Neste mesmo Boletim Oficial n.º 10 o Governador Raimundo Serrão anui ao pedido feito pela firma António Silva Gouveia para instalar no Olossato, área da Circunscrição de Farim, uma indústria mecânica destinada à extração do óleo de palma e à quebra de coconote.

Em 19 de abril, o Boletim Oficial n.º 16, anuncia que se irá proceder à abertura de propostas para a execução de empreitada de terraplanagem, drenagem e pavimentação do aeroporto de Bissau – 1.ª fase.


No Boletim Oficial n.º 20, de 17 de maio, alude-se à Portaria que no ano anterior criou um conselho administrativo para o Colégio-Liceu de Bissau.
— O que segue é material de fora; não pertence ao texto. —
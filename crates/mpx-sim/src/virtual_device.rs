//! Scriptable stand-ins for physical input devices.

use std::collections::BTreeSet;

use mpx_core::{Capabilities, Device, DeviceId, DeviceKind};

/// A synthetic device the compositor can connect and disconnect at will.
///
/// Besides the registry record it produces, it remembers which buttons and
/// keys are currently held so scenarios can inspect them.
#[derive(Debug, Clone, PartialEq)]
pub struct VirtualDevice {
    id: DeviceId,
    name: String,
    kind: DeviceKind,
    capabilities: Capabilities,
    usb_ids: Option<(u16, u16)>,
    pub(crate) connected: bool,
    pub(crate) buttons_pressed: BTreeSet<u32>,
    pub(crate) keys_pressed: BTreeSet<u32>,
}

impl VirtualDevice {
    pub fn new(id: impl Into<DeviceId>, name: impl Into<String>, kind: DeviceKind) -> Self {
        Self {
            id: id.into(),
            name: name.into(),
            kind,
            capabilities: kind.default_capabilities(),
            usb_ids: None,
            connected: false,
            buttons_pressed: BTreeSet::new(),
            keys_pressed: BTreeSet::new(),
        }
    }

    pub fn pointer(id: impl Into<DeviceId>, name: impl Into<String>) -> Self {
        Self::new(id, name, DeviceKind::Pointer)
    }

    pub fn keyboard(id: impl Into<DeviceId>, name: impl Into<String>) -> Self {
        Self::new(id, name, DeviceKind::Keyboard)
    }

    /// Gives the device USB vendor/product ids, reported in its registry
    /// record.
    pub fn with_usb_ids(mut self, vendor_id: u16, product_id: u16) -> Self {
        self.usb_ids = Some((vendor_id, product_id));
        self
    }

    pub fn id(&self) -> &DeviceId {
        &self.id
    }

    pub fn name(&self) -> &str {
        &self.name
    }

    pub fn kind(&self) -> DeviceKind {
        self.kind
    }

    pub fn is_connected(&self) -> bool {
        self.connected
    }

    pub fn buttons_pressed(&self) -> &BTreeSet<u32> {
        &self.buttons_pressed
    }

    pub fn keys_pressed(&self) -> &BTreeSet<u32> {
        &self.keys_pressed
    }

    /// The registry record for this device.
    pub fn to_device(&self) -> Device {
        let device = Device::new(self.id.clone(), self.name.clone(), self.kind)
            .with_capabilities(self.capabilities)
            .with_available(self.connected);
        match self.usb_ids {
            Some((vendor, product)) => device.with_usb_ids(vendor, product),
            None => device,
        }
    }

    pub(crate) fn record_button(&mut self, button: u32, pressed: bool) {
        if pressed {
            self.buttons_pressed.insert(button);
        } else {
            self.buttons_pressed.remove(&button);
        }
    }

    pub(crate) fn record_key(&mut self, key: u32, pressed: bool) {
        if pressed {
            self.keys_pressed.insert(key);
        } else {
            self.keys_pressed.remove(&key);
        }
    }
}

/// Two mice and two keyboards, the usual cast for a two-seat scenario.
pub fn standard_devices() -> Vec<VirtualDevice> {
    vec![
        VirtualDevice::pointer("mouse1", "Virtual Mouse 1"),
        VirtualDevice::pointer("mouse2", "Virtual Mouse 2"),
        VirtualDevice::keyboard("keyboard1", "Virtual Keyboard 1"),
        VirtualDevice::keyboard("keyboard2", "Virtual Keyboard 2"),
    ]
}

#[cfg(test)]
mod tests {
    use super::*;

    #[test]
    fn test_pressed_sets_track_press_and_release() {
        let mut device = VirtualDevice::keyboard("kbd", "Keyboard");

        device.record_key(30, true);
        device.record_key(31, true);
        device.record_key(30, false);

        assert_eq!(device.keys_pressed().iter().copied().collect::<Vec<_>>(), vec![31]);
    }

    #[test]
    fn test_to_device_carries_kind_capabilities() {
        let device = VirtualDevice::new("combo", "Combo", DeviceKind::Combo).to_device();
        assert!(device.has_capability(Capabilities::POINTER | Capabilities::KEYBOARD));
        assert!(!device.is_assigned());
    }

    #[test]
    fn test_to_device_carries_usb_ids() {
        let plain = VirtualDevice::pointer("m", "Mouse").to_device();
        let usb = VirtualDevice::pointer("logi", "Logitech")
            .with_usb_ids(0x046d, 0xc077)
            .to_device();

        assert!(!plain.has_usb_ids());
        assert_eq!(usb.usb_identifier(), "046d:c077");
    }
}
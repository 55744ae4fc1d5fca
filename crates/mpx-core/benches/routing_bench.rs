//! Criterion benchmarks for the per-event routing path.
//!
//! Every physical motion event goes through `route_pointer_motion`, so its
//! cost bounds how many events per second a compositor can feed the registry.
//!
//! Run with:
//! ```bash
//! cargo bench --package mpx-core --bench routing_bench
//! ```

use criterion::{black_box, criterion_group, criterion_main, BenchmarkId, Criterion};
use mpx_core::{Device, DeviceId, DeviceKind, GrabMode, ManagerOptions, Rect, SeatManager};

// ── Fixture builders ──────────────────────────────────────────────────────────

/// Creates a manager with `n` seats, each fed by one pointer `mouse{i}`.
///
/// Display: 1920×1080, so unconstrained motion is clamped on every event.
fn build_manager_with_n_seats(n: usize) -> (SeatManager, Vec<DeviceId>) {
    let mut manager = SeatManager::with_options(ManagerOptions {
        display_bounds: Some(Rect::new(0, 0, 1920, 1080)),
        ..ManagerOptions::default()
    });
    let mut devices = Vec::with_capacity(n);

    for i in 0..n {
        let seat = if i == 0 {
            manager.default_seat_id()
        } else {
            manager
                .create_seat(format!("seat{i}"))
                .expect("seat names are unique")
        };
        let id = DeviceId::new(format!("mouse{i}"));
        manager
            .register_device(Device::new(id.clone(), "bench mouse", DeviceKind::Pointer))
            .expect("device ids are unique");
        manager
            .assign_device(&id, seat)
            .expect("seat and device exist");
        devices.push(id);
    }

    (manager, devices)
}

// ── Benchmarks ────────────────────────────────────────────────────────────────

fn bench_route_motion(c: &mut Criterion) {
    let mut group = c.benchmark_group("route_pointer_motion");

    for seats in [1usize, 4, 16] {
        let (mut manager, devices) = build_manager_with_n_seats(seats);
        let last = devices[seats - 1].clone();
        group.bench_with_input(BenchmarkId::new("free", seats), &last, |b, device| {
            b.iter(|| {
                manager
                    .route_pointer_motion(black_box(device), black_box(3.0), black_box(-2.0))
                    .expect("device is assigned")
            })
        });
    }

    group.finish();
}

fn bench_route_motion_locked(c: &mut Criterion) {
    let (mut manager, devices) = build_manager_with_n_seats(4);
    let seat = manager.default_seat_id();
    manager
        .request_pointer_grab(seat, "bench", GrabMode::PointerLock)
        .expect("seat is ungrabbed");

    c.bench_function("route_pointer_motion/locked", |b| {
        b.iter(|| {
            manager
                .route_pointer_motion(black_box(&devices[0]), black_box(1.0), black_box(1.0))
                .expect("device is assigned")
        })
    });
}

fn bench_grab_cycle(c: &mut Criterion) {
    let (mut manager, _) = build_manager_with_n_seats(4);
    let seat = manager.default_seat_id();

    c.bench_function("grab_request_release", |b| {
        b.iter(|| {
            manager
                .request_pointer_grab(seat, "bench", GrabMode::PointerConfine)
                .expect("seat is ungrabbed");
            manager.release_pointer_grab(seat).expect("seat is grabbed")
        })
    });
}

criterion_group!(
    benches,
    bench_route_motion,
    bench_route_motion_locked,
    bench_grab_cycle
);
criterion_main!(benches);
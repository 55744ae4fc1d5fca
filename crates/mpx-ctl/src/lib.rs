//! mpx-ctl library entry point.
//!
//! Re-exports all public modules so that integration tests in `tests/`
//! and the binary entry point in `main.rs` share the same module tree.

pub mod application;
pub mod error;
pub mod infrastructure;

pub use application::controller::SeatController;
pub use application::DocumentRepository;
pub use error::CtlError;
pub use infrastructure::storage::{ConfigStore, StoreError};
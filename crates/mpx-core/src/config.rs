//! Persistent configuration documents.
//!
//! Two JSON documents describe a multi-seat setup:
//!
//! - `config.json` ([`SeatConfigDocument`]) – global options and the seat list.
//! - `devices.json` ([`DeviceMapDocument`]) – which device goes to which seat.
//!   A mapping whose `device_id` is a `vvvv:pppp` USB identifier is a rule
//!   for hot-plugged devices with those ids rather than a device record.
//!
//! Both are parsed into explicit structs that reject unknown fields, so a
//! typo in a key is reported instead of silently ignored.  Missing optional
//! keys fall back to the same defaults a freshly created manager uses.
//!
//! Reading and writing the files is the control tool's job; this module only
//! defines the documents and checks them.

use serde::{Deserialize, Serialize};
use thiserror::Error;

use crate::domain::{
    device::{parse_usb_identifier, DeviceKind},
    seat::DEFAULT_CURSOR_SIZE,
};
use crate::registry::{HotplugPolicy, SeatError, DEFAULT_SEAT_NAME};

/// The only document version this crate reads and writes.
pub const CONFIG_VERSION: u32 = 1;

#[derive(Debug, Clone, Error, PartialEq)]
pub enum ConfigError {
    #[error("unsupported {document} version {found} (expected {CONFIG_VERSION})")]
    UnsupportedVersion { document: &'static str, found: u32 },

    #[error("invalid {document}: {reason}")]
    Invalid {
        document: &'static str,
        reason: String,
    },

    /// The documents are well-formed but cannot be applied to a registry.
    #[error(transparent)]
    Seat(#[from] SeatError),
}

// ── config.json ────────────────────────────────────────────────────────────

#[derive(Debug, Clone, PartialEq, Serialize, Deserialize)]
#[serde(deny_unknown_fields)]
pub struct SeatConfigDocument {
    #[serde(default = "default_version")]
    pub version: u32,
    #[serde(default)]
    pub global_config: GlobalConfig,
    /// An empty list means "default seat only".
    #[serde(default)]
    pub seats: Vec<SeatEntry>,
}

impl Default for SeatConfigDocument {
    fn default() -> Self {
        Self {
            version: CONFIG_VERSION,
            global_config: GlobalConfig::default(),
            seats: vec![SeatEntry::new(DEFAULT_SEAT_NAME)],
        }
    }
}

#[derive(Debug, Clone, PartialEq, Serialize, Deserialize)]
#[serde(deny_unknown_fields)]
pub struct GlobalConfig {
    #[serde(default = "default_true")]
    pub auto_assign_new_devices: bool,
    #[serde(default = "default_seat_name")]
    pub default_seat: String,
    /// Overrides `auto_assign_new_devices` when present.
    #[serde(default, skip_serializing_if = "Option::is_none")]
    pub hotplug_policy: Option<HotplugPolicy>,
}

impl Default for GlobalConfig {
    fn default() -> Self {
        Self {
            auto_assign_new_devices: true,
            default_seat: default_seat_name(),
            hotplug_policy: None,
        }
    }
}

impl GlobalConfig {
    /// The hot-plug policy in force, derived from the legacy boolean when no
    /// explicit policy is configured.
    pub fn effective_hotplug_policy(&self) -> HotplugPolicy {
        match self.hotplug_policy {
            Some(policy) => policy,
            None if self.auto_assign_new_devices => HotplugPolicy::DefaultSeat,
            None => HotplugPolicy::Unassigned,
        }
    }
}

#[derive(Debug, Clone, PartialEq, Serialize, Deserialize)]
#[serde(deny_unknown_fields)]
pub struct SeatEntry {
    pub name: String,
    #[serde(default = "default_true")]
    pub enabled: bool,
    #[serde(default = "default_cursor_size")]
    pub cursor_size: u32,
    #[serde(default, skip_serializing_if = "Option::is_none")]
    pub cursor_theme: Option<String>,
}

impl SeatEntry {
    pub fn new(name: impl Into<String>) -> Self {
        Self {
            name: name.into(),
            enabled: true,
            cursor_size: DEFAULT_CURSOR_SIZE,
            cursor_theme: None,
        }
    }
}

impl SeatConfigDocument {
    /// Checks version and seat-name rules.
    pub fn validate(&self) -> Result<(), ConfigError> {
        const DOCUMENT: &str = "seat configuration";
        if self.version != CONFIG_VERSION {
            return Err(ConfigError::UnsupportedVersion {
                document: DOCUMENT,
                found: self.version,
            });
        }
        if self.global_config.default_seat.trim().is_empty() {
            return Err(invalid(DOCUMENT, "default_seat must not be empty"));
        }

        let mut seen = std::collections::HashSet::new();
        for seat in &self.seats {
            if seat.name.trim().is_empty() {
                return Err(invalid(DOCUMENT, "seat names must not be empty"));
            }
            if !seen.insert(seat.name.as_str()) {
                return Err(invalid(
                    DOCUMENT,
                    format!("seat '{}' is listed more than once", seat.name),
                ));
            }
        }
        Ok(())
    }
}

// ── devices.json ───────────────────────────────────────────────────────────

#[derive(Debug, Clone, PartialEq, Serialize, Deserialize)]
#[serde(deny_unknown_fields)]
pub struct DeviceMapDocument {
    #[serde(default = "default_version")]
    pub version: u32,
    #[serde(default)]
    pub mappings: Vec<DeviceMapping>,
}

impl Default for DeviceMapDocument {
    fn default() -> Self {
        Self {
            version: CONFIG_VERSION,
            mappings: Vec::new(),
        }
    }
}

/// One device and the seat it belongs to.
#[derive(Debug, Clone, Default, PartialEq, Serialize, Deserialize)]
#[serde(deny_unknown_fields)]
pub struct DeviceMapping {
    pub device_id: String,
    /// `None` keeps the device registered but unassigned.
    #[serde(default, skip_serializing_if = "Option::is_none")]
    pub seat_name: Option<String>,
    #[serde(default)]
    pub device_name: String,
    /// Higher priority mappings are applied first.
    #[serde(default)]
    pub priority: i32,
    #[serde(default)]
    pub kind: DeviceKind,
    /// The device's own `vvvv:pppp` USB identifier, when known.
    #[serde(default, skip_serializing_if = "Option::is_none")]
    pub usb_id: Option<String>,
}

impl DeviceMapping {
    /// `true` when `device_id` names a USB vendor/product pair instead of a
    /// single device.
    pub fn is_usb_rule(&self) -> bool {
        parse_usb_identifier(&self.device_id).is_some()
    }

    /// The parsed `usb_id` field.
    pub fn usb_ids(&self) -> Option<(u16, u16)> {
        self.usb_id.as_deref().and_then(parse_usb_identifier)
    }
}

impl DeviceMapDocument {
    pub fn validate(&self) -> Result<(), ConfigError> {
        const DOCUMENT: &str = "device map";
        if self.version != CONFIG_VERSION {
            return Err(ConfigError::UnsupportedVersion {
                document: DOCUMENT,
                found: self.version,
            });
        }
        if self.mappings.iter().any(|m| m.device_id.trim().is_empty()) {
            return Err(invalid(DOCUMENT, "device_id must not be empty"));
        }
        for mapping in &self.mappings {
            if mapping.usb_id.is_some() && mapping.usb_ids().is_none() {
                return Err(invalid(
                    DOCUMENT,
                    format!(
                        "usb_id of '{}' must have the form vvvv:pppp",
                        mapping.device_id
                    ),
                ));
            }
        }
        Ok(())
    }

    /// Mappings in application order: highest priority first, file order
    /// among equals.
    pub fn by_priority(&self) -> Vec<&DeviceMapping> {
        let mut ordered: Vec<&DeviceMapping> = self.mappings.iter().collect();
        ordered.sort_by(|a, b| b.priority.cmp(&a.priority));
        ordered
    }
}

fn invalid(document: &'static str, reason: impl Into<String>) -> ConfigError {
    ConfigError::Invalid {
        document,
        reason: reason.into(),
    }
}

fn default_version() -> u32 {
    CONFIG_VERSION
}

fn default_true() -> bool {
    true
}

fn default_seat_name() -> String {
    DEFAULT_SEAT_NAME.to_string()
}

fn default_cursor_size() -> u32 {
    DEFAULT_CURSOR_SIZE
}

#[cfg(test)]
mod tests {
    use super::*;

    #[test]
    fn test_minimal_document_uses_defaults() {
        // Arrange
        let json = r#"{"version":1,"seats":[{"name":"aux"}]}"#;

        // Act
        let doc: SeatConfigDocument = serde_json::from_str(json).unwrap();

        // Assert
        assert!(doc.global_config.auto_assign_new_devices);
        assert_eq!(doc.global_config.default_seat, "seat0");
        assert_eq!(doc.seats[0].cursor_size, 24);
        assert!(doc.seats[0].enabled);
    }

    #[test]
    fn test_unknown_fields_are_rejected() {
        let json = r#"{"version":1,"seats":[{"name":"aux","colour":"red"}]}"#;
        let result: Result<SeatConfigDocument, _> = serde_json::from_str(json);
        assert!(result.is_err());
    }

    #[test]
    fn test_hotplug_policy_falls_back_to_auto_assign_flag() {
        let mut global = GlobalConfig {
            auto_assign_new_devices: false,
            ..GlobalConfig::default()
        };
        assert_eq!(global.effective_hotplug_policy(), HotplugPolicy::Unassigned);

        global.hotplug_policy = Some(HotplugPolicy::NewSeat);
        assert_eq!(global.effective_hotplug_policy(), HotplugPolicy::NewSeat);
    }

    #[test]
    fn test_validate_rejects_wrong_version() {
        let doc = SeatConfigDocument {
            version: 2,
            ..SeatConfigDocument::default()
        };
        assert!(matches!(
            doc.validate(),
            Err(ConfigError::UnsupportedVersion { found: 2, .. })
        ));
    }

    #[test]
    fn test_validate_rejects_duplicate_seat_names() {
        let doc = SeatConfigDocument {
            seats: vec![SeatEntry::new("aux"), SeatEntry::new("aux")],
            ..SeatConfigDocument::default()
        };
        assert!(matches!(doc.validate(), Err(ConfigError::Invalid { .. })));
    }

    #[test]
    fn test_mapping_kind_defaults_to_pointer() {
        let json = r#"{"version":1,"mappings":[
            {"device_id":"mouse2","seat_name":"aux","device_name":"Logitech"}
        ]}"#;
        let doc: DeviceMapDocument = serde_json::from_str(json).unwrap();
        assert_eq!(doc.mappings[0].kind, DeviceKind::Pointer);
        assert_eq!(doc.mappings[0].priority, 0);
        assert_eq!(doc.mappings[0].seat_name.as_deref(), Some("aux"));
    }

    #[test]
    fn test_by_priority_is_stable_for_equal_priorities() {
        let mapping = |id: &str, priority| DeviceMapping {
            device_id: id.to_string(),
            seat_name: None,
            device_name: String::new(),
            priority,
            kind: DeviceKind::Pointer,
            usb_id: None,
        };
        let doc = DeviceMapDocument {
            version: 1,
            mappings: vec![mapping("a", 0), mapping("b", 5), mapping("c", 0)],
        };

        let order: Vec<&str> = doc
            .by_priority()
            .iter()
            .map(|m| m.device_id.as_str())
            .collect();

        assert_eq!(order, vec!["b", "a", "c"]);
    }

    #[test]
    fn test_usb_rules_are_recognised_by_device_id() {
        let json = r#"{"version":1,"mappings":[
            {"device_id":"046d:c077","seat_name":"aux"},
            {"device_id":"mouse2","usb_id":"046d:c077"}
        ]}"#;
        let doc: DeviceMapDocument = serde_json::from_str(json).unwrap();

        assert!(doc.validate().is_ok());
        assert!(doc.mappings[0].is_usb_rule());
        assert!(!doc.mappings[1].is_usb_rule());
        assert_eq!(doc.mappings[1].usb_ids(), Some((0x046d, 0xc077)));
    }

    #[test]
    fn test_malformed_usb_id_is_invalid() {
        let doc = DeviceMapDocument {
            version: 1,
            mappings: vec![DeviceMapping {
                device_id: "mouse2".into(),
                usb_id: Some("logitech".into()),
                ..DeviceMapping::default()
            }],
        };

        assert!(matches!(doc.validate(), Err(ConfigError::Invalid { .. })));
    }
}
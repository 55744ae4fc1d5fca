//! # mpx-sim
//!
//! A headless virtual compositor for exercising the `mpx-core` seat registry
//! without a display server or real input hardware.
//!
//! # Architecture overview (for beginners)
//!
//! A real multi-seat compositor receives events from kernel input devices,
//! routes each one to the seat its device belongs to, and delivers it to
//! whichever window that seat has focused.  This crate replays the same flow
//! with synthetic parts:
//!
//! ```text
//!   VirtualDevice ──► VirtualCompositor ──► SeatManager (mpx-core)
//!                         │
//!                         └── windows: hit-testing for per-seat focus
//! ```
//!
//! - **`compositor`** – `VirtualCompositor`: windows, virtual devices, input
//!   dispatch and grab requests.  All seat state lives in its `SeatManager`.
//! - **`virtual_device`** / **`window`** – The synthetic inputs and surfaces.
//! - **`scenario`** – Scripted step lists with expectations, a runner and a
//!   built-in library (`scenario::library`).
//! - **`pump`** – A tokio task that applies events from an mpsc channel to a
//!   shared compositor.
//! - **`render`** / **`summary`** – ASCII and structured views of the state.

pub mod compositor;
pub mod error;
pub mod pump;
pub mod render;
pub mod scenario;
pub mod summary;
pub mod virtual_device;
pub mod window;

pub use compositor::{SimEvent, VirtualCompositor};
pub use error::SimError;
pub use pump::{InputEvent, InputPump, PumpStats};
pub use render::CURSOR_GLYPHS;
pub use scenario::{
    Expectation, Scenario, ScenarioOutcome, ScenarioRunner, Step, StepFailure,
};
pub use summary::{DeviceSummary, SeatSummary, StateSummary, WindowSummary};
pub use virtual_device::{standard_devices, VirtualDevice};
pub use window::Window;
//! Application layer use cases for the control tool.
//!
//! - **`controller`** – `SeatController`: loads the configuration documents,
//!   builds a `SeatManager` from them, performs one command, and writes the
//!   resulting documents back for commands that change something.
//! - **`simulate`** – runs the built-in scenario library.
//!
//! Nothing here touches the filesystem directly.  Loading and saving go
//! through the [`DocumentRepository`] trait, implemented by the JSON store in
//! `infrastructure::storage`.

pub mod controller;
pub mod simulate;

use mpx_core::{DeviceMapDocument, SeatConfigDocument};

use crate::error::CtlError;

/// Where the two configuration documents are kept.
pub trait DocumentRepository {
    fn load_documents(&self) -> Result<(SeatConfigDocument, DeviceMapDocument), CtlError>;

    fn save_documents(
        &self,
        config: &SeatConfigDocument,
        devices: &DeviceMapDocument,
    ) -> Result<(), CtlError>;
}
O Governador determina que o Colégio-Liceu de Bissau funcionará como instituto de ensino particular, subsidiado pelo Estado, pelos corpos administrativos e pelos concelhos e circunscrições da colónia, e será administrado por um conselho administrativo.

Crescendo o funcionalismo, torna-se imperioso ir resolvendo os problemas da habitação, como se pode constatar da Portaria n.º 307, publicada no Boletim Oficial n.º 21, de 25 de maio:
“Acabam de se construir nesta cidade quatro edifícios que se destinam a moradias de funcionários superiores, circunstância esta que permite ao Governo da colónia atribuir a certos servidores do Estado residências privativas, já que tanto não pode fazer em relação a todas as categorias.” E determina que irão ser atribuídas residências privativas aos seguintes funcionários: magistrados judicial e do Ministério Público, Conservador do Registo Predial e Comercial, Chefes de Serviço, Chefe do Gabinete e Ajudante do Governador, podendo o Governador reservar casas para habitação de outros funcionários tendo em consideração os cargos que exerce.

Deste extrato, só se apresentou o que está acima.